== PROBLEM TO SOLVE ==
Nothing but the lines from the start of the entries through the line containing "use std::sync::Arc;" should appear in the answer, each given exactly.

(Items from a dataset)
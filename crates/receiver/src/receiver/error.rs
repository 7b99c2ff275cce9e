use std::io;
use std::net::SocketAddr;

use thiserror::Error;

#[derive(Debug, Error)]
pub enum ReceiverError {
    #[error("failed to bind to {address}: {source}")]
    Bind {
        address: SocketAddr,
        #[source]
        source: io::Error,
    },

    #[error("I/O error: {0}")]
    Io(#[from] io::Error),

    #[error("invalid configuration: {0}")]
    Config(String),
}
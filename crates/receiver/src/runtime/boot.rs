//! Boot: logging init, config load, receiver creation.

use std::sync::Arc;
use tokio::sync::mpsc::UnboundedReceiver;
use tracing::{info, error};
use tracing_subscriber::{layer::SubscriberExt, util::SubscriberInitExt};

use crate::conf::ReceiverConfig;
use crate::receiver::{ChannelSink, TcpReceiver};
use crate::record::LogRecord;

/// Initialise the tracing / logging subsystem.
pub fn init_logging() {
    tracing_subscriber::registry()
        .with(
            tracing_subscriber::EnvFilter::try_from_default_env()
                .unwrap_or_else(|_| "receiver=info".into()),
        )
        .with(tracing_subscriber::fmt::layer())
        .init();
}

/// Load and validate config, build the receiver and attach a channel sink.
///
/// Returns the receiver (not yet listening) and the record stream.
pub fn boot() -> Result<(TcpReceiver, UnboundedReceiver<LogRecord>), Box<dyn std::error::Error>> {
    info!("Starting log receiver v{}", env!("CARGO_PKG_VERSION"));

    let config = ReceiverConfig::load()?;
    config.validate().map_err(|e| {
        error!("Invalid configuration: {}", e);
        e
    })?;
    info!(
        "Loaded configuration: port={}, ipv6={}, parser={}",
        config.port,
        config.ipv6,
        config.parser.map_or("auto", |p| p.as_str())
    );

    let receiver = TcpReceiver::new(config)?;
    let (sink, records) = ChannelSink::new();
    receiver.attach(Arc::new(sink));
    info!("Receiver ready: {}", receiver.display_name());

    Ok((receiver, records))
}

== EXERCISE RESPONSE ==
filename crates/receiver/src/receiver/error.rs
repository 7b99c2ff275cce9e
use std::io;
use std::net::SocketAddr;

use thiserror::Error;

#[derive(Debug, Error)]
pub enum ReceiverError {
    #[error("failed to bind to {address}: {source}")]
    Bind {
        address: SocketAddr,
        #[source]
        source: io::Error,
    },

    #[error("I/O error: {0}")]
    Io(#[from] io::Error),

    #[error("invalid configuration: {0}")]
    Config(String),
}
filename crates/receiver/src/runtime/boot.rs
//! Boot: logging init, config load, receiver creation.

use std::sync::Arc;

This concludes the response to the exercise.